- _GIVEN ENTRIES_:

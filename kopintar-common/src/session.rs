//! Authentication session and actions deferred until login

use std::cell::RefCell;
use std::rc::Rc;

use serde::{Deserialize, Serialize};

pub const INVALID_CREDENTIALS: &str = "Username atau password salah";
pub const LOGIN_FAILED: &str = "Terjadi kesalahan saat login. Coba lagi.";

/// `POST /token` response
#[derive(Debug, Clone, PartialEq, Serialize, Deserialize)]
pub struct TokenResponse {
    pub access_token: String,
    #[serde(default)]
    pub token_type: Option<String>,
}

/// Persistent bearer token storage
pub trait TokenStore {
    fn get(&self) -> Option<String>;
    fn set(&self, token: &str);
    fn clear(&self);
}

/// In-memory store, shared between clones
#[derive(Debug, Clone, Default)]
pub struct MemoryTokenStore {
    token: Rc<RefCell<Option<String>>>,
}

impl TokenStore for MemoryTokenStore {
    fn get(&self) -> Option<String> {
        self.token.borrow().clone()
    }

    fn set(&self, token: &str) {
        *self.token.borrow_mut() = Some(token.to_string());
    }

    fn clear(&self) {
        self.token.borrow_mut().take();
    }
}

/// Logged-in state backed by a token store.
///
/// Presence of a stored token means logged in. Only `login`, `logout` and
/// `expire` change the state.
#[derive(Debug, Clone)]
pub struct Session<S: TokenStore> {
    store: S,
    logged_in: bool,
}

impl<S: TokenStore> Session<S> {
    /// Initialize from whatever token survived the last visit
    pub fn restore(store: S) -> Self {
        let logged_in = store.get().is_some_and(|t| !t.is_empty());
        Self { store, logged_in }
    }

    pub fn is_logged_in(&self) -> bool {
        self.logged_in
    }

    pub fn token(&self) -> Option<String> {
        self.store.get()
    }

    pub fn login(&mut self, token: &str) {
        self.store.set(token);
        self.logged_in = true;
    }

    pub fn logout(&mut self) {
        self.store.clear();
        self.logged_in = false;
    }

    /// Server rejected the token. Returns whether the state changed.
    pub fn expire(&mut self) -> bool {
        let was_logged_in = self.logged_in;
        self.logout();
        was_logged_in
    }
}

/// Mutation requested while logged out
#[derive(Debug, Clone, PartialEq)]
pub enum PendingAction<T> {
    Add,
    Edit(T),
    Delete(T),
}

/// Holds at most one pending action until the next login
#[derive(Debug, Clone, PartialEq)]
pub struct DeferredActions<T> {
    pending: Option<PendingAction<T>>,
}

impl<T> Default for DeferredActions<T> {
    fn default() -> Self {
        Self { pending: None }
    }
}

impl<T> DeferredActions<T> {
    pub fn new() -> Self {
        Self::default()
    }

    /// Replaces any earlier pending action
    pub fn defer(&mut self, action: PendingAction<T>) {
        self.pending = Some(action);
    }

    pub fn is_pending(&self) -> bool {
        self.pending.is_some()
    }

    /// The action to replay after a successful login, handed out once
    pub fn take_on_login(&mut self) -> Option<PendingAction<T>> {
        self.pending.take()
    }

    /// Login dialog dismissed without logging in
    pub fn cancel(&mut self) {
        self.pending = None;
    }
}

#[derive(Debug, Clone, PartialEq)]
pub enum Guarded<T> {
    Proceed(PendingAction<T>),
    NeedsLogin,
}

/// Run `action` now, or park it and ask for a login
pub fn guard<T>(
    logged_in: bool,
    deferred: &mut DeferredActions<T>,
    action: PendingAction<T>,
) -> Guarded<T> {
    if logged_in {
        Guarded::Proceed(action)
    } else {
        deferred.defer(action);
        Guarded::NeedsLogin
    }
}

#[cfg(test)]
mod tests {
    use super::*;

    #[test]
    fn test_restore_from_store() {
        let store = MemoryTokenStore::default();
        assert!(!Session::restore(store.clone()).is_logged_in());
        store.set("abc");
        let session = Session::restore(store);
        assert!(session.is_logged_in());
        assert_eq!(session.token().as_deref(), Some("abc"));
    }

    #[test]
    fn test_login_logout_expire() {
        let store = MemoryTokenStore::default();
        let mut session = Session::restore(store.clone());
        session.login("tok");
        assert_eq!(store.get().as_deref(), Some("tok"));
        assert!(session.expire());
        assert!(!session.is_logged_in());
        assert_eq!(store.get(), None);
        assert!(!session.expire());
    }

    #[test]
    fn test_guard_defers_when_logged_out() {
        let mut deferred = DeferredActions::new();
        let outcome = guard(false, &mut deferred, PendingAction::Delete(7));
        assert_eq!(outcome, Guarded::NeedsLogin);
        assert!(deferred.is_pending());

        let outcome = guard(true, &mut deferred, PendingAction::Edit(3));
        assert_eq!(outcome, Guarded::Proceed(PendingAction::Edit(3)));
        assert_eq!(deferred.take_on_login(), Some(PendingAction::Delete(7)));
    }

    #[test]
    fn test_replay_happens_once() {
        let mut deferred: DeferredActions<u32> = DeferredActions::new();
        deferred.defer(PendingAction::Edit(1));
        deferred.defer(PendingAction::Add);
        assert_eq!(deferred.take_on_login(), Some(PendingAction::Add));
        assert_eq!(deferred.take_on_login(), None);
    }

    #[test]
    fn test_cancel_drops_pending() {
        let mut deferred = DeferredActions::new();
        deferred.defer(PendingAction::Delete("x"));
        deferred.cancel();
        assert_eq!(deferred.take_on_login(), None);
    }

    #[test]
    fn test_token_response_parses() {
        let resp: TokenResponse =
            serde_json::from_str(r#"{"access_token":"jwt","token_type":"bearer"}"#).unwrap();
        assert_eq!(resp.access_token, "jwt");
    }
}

- _REQUIRED ACTION_: Scan the material above for the string "NeedsLogin" and return the lines that hold it.

- _ANSWER SPACE_:
    NeedsLogin,
        Guarded::NeedsLogin
        assert_eq!(outcome, Guarded::NeedsLogin);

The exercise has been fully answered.